There’s currently a big to-do about Fox News idiot Megyn Kelly’s assertion that both Santa and Jesus were white. (Actually, further betraying her pig-ignorance, I believe she said “are white.”) As a result, well-meaning folks like gentle, liberal Christians have been posting images of a dark-skinned Jesus on Facebook, Google+, and probably Twitter, as if I give a shit about Twitter.
What’s odd about all the paintings of Jesus that you’ll see is that he looks like a woman, under all that facial hair. He is the omnisexual answer to some people’s need to feel forgiven for some transgression. But all this is beside the point.

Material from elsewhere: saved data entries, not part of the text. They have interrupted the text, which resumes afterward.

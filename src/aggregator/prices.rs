use chrono::{DateTime, Utc};
use tracing::warn;

use crate::db::StoreConn;
use crate::types::{AuctionType, Extreme, Location, PriceSummary};

/// The four extremal lookups that make up a summary.
#[derive(Debug, Clone, Copy)]
enum Slot {
    SellMin,
    SellMax,
    BuyMin,
    BuyMax,
}

impl Slot {
    const ALL: [Slot; 4] = [Slot::SellMin, Slot::SellMax, Slot::BuyMin, Slot::BuyMax];

    fn lookup(self) -> (AuctionType, Extreme) {
        match self {
            Slot::SellMin => (AuctionType::Offer, Extreme::Min),
            Slot::SellMax => (AuctionType::Offer, Extreme::Max),
            Slot::BuyMin => (AuctionType::Request, Extreme::Min),
            Slot::BuyMax => (AuctionType::Request, Extreme::Max),
        }
    }

    fn fill(self, summary: &mut PriceSummary, price: i64, at: DateTime<Utc>) {
        let (p, d) = match self {
            Slot::SellMin => (&mut summary.sell_price_min, &mut summary.sell_price_min_date),
            Slot::SellMax => (&mut summary.sell_price_max, &mut summary.sell_price_max_date),
            Slot::BuyMin => (&mut summary.buy_price_min, &mut summary.buy_price_min_date),
            Slot::BuyMax => (&mut summary.buy_price_max, &mut summary.buy_price_max_date),
        };
        *p = price;
        *d = Some(at);
    }
}

/// Best offer/request prices for one item at one location.
///
/// Returns None when none of the four lookups found a fresh order. A lookup
/// that errors, or whose timestamp is not a representable date, is logged
/// and counts as a miss.
pub async fn price_summary(
    conn: &mut StoreConn,
    item_id: &str,
    location: Location,
    since: i64,
) -> Option<PriceSummary> {
    let mut summary = PriceSummary::empty(item_id, location);
    let mut found = false;

    for slot in Slot::ALL {
        let (auction_type, extreme) = slot.lookup();
        match conn
            .extremal_order(item_id, location, auction_type, extreme, since)
            .await
        {
            Ok(Some(order)) => match DateTime::from_timestamp(order.updated_at, 0) {
                Some(at) => {
                    found = true;
                    slot.fill(&mut summary, order.price, at);
                }
                None => {
                    warn!(
                        item_id,
                        location = %location,
                        updated_at = order.updated_at,
                        "Order timestamp out of range, skipping"
                    );
                }
            },
            Ok(None) => {}
            Err(e) => {
                warn!(
                    item_id,
                    location = %location,
                    auction_type = %auction_type,
                    "Price lookup failed: {e}"
                );
            }
        }
    }

    found.then_some(summary)
}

Nobody knows what Jesus looked like, and nobody cared one way or the other, until Paul came along. We tend to think of the Gospels as some sort of unique bit of writing, but in fact there were thousands of people writing all manner of hagiographical accounts of their favorite magician. (Yes, Jesus was also a magician. Read here.) The followers of Apollonius of Tyana certainly wanted him to be revered in the way Jesus later was; but they didn’t have a Paul on their side. And few know how many Apocalypses there were at the time: they were as well known, and as well regarded, as Science Fiction paperbacks. There were hundreds of them, and many still exist from that time. They all share certain characteristics. Lots of secret numbers; lots of explosions and death; supernatural beasts on the lines of the Hydra or Gorgon; mystical baloney. One of them was chosen, the one by John, probably because it was the only one that mentioned Jesus. It’s not any Jesus that the four Gospels prepare us for, though; clearly, this author has a rather different idea of nice guy Jesus.
The fact is this: Jesus was unknown by any but a few people at the time of his death. Nobody particularly gave two squirts of goat shit, with the probable exception of his brothers and some women he had impressed. He was just another dead guy.

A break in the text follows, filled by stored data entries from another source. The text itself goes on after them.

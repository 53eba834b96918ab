use sqlx::pool::PoolConnection;
use sqlx::sqlite::{SqlitePool, SqlitePoolOptions};
use sqlx::Sqlite;
use tracing::info;

use crate::db::models::{MarketOrderRow, MarketStatsRow};
use crate::error::{AppError, Result};
use crate::types::{AuctionType, Extreme, Location};

// Orders are bucketed by minute first (most recent minute wins), then by price.
const LOWEST_ORDER_SQL: &str = r#"
    SELECT price, updated_at
    FROM market_orders
    WHERE location = ? AND item_id = ? AND auction_type = ? AND updated_at >= ?
    ORDER BY updated_at / 60 DESC, price ASC
    LIMIT 1
"#;

const HIGHEST_ORDER_SQL: &str = r#"
    SELECT price, updated_at
    FROM market_orders
    WHERE location = ? AND item_id = ? AND auction_type = ? AND updated_at >= ?
    ORDER BY updated_at / 60 DESC, price DESC
    LIMIT 1
"#;

/// Read-only handle over the market tables. Cheap to clone; wraps the pool.
#[derive(Clone)]
pub struct MarketStore {
    pool: SqlitePool,
}

impl MarketStore {
    pub fn new(pool: SqlitePool) -> Self {
        Self { pool }
    }

    /// Open a pool against `uri`. Failing here is fatal at startup.
    pub async fn connect(uri: &str, max_connections: u32) -> Result<Self> {
        let pool = SqlitePoolOptions::new()
            .max_connections(max_connections)
            .connect(uri)
            .await?;
        info!(max_connections, "Connected to market database");
        Ok(Self::new(pool))
    }

    /// Check out one connection for the duration of a request.
    pub async fn acquire(&self) -> Result<StoreConn> {
        let conn = self.pool.acquire().await.map_err(AppError::StoreUnavailable)?;
        Ok(StoreConn { conn })
    }

    #[cfg(test)]
    pub(crate) fn pool(&self) -> &SqlitePool {
        &self.pool
    }
}

/// A single pooled connection. All lookups for one request run on it.
pub struct StoreConn {
    conn: PoolConnection<Sqlite>,
}

impl StoreConn {
    /// Distinct item ids matching a SQL `LIKE` pattern with a fresh order.
    pub async fn item_ids_like(&mut self, pattern: &str, since: i64) -> Result<Vec<String>> {
        let ids = sqlx::query_scalar::<_, String>(
            r#"
            SELECT item_id
            FROM market_orders
            WHERE item_id LIKE ? AND updated_at >= ?
            GROUP BY item_id
            ORDER BY item_id
            "#,
        )
        .bind(pattern)
        .bind(since)
        .fetch_all(&mut *self.conn)
        .await?;

        Ok(ids)
    }

    /// The order picked by an extremal lookup, if any row is fresh enough.
    pub async fn extremal_order(
        &mut self,
        item_id: &str,
        location: Location,
        auction_type: AuctionType,
        extreme: Extreme,
        since: i64,
    ) -> Result<Option<MarketOrderRow>> {
        let sql = match extreme {
            Extreme::Min => LOWEST_ORDER_SQL,
            Extreme::Max => HIGHEST_ORDER_SQL,
        };

        let row = sqlx::query_as::<_, MarketOrderRow>(sql)
            .bind(location.id())
            .bind(item_id)
            .bind(auction_type.as_str())
            .bind(since)
            .fetch_optional(&mut *self.conn)
            .await?;

        Ok(row)
    }

    /// All rollup rows for an item at a location, oldest first.
    pub async fn stats_rows(&mut self, item_id: &str, location: Location) -> Result<Vec<MarketStatsRow>> {
        let rows = sqlx::query_as::<_, MarketStatsRow>(
            r#"
            SELECT timestamp, price_min, price_max, price_avg
            FROM market_stats
            WHERE item_id = ? AND location = ?
            ORDER BY timestamp ASC, id ASC
            "#,
        )
        .bind(item_id)
        .bind(location.id())
        .fetch_all(&mut *self.conn)
        .await?;

        Ok(rows)
    }
}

Leave it to persuasive writing, though, and a guy like Paul, and you can exploit the times and the people to create a superstructure to an insane idea. From Paul came a church, and from the church came more theologizing about a dead guy about whom nobody had written during his lifetime. Makes one wonder about the direct quotes that we see all through the New Testament. (I especially love the direct quotes of all those crucified with Jesus and those of the Centurion; given that nobody who wrote the gospels was anywhere near the crucifixion.)
It’s such small potatoes, this thing about Jesus being white, brown, black, or black and blue. It really doesn’t matter. He’s just another dead guy. Very dead guy, of course, because 2000 years is a really long time.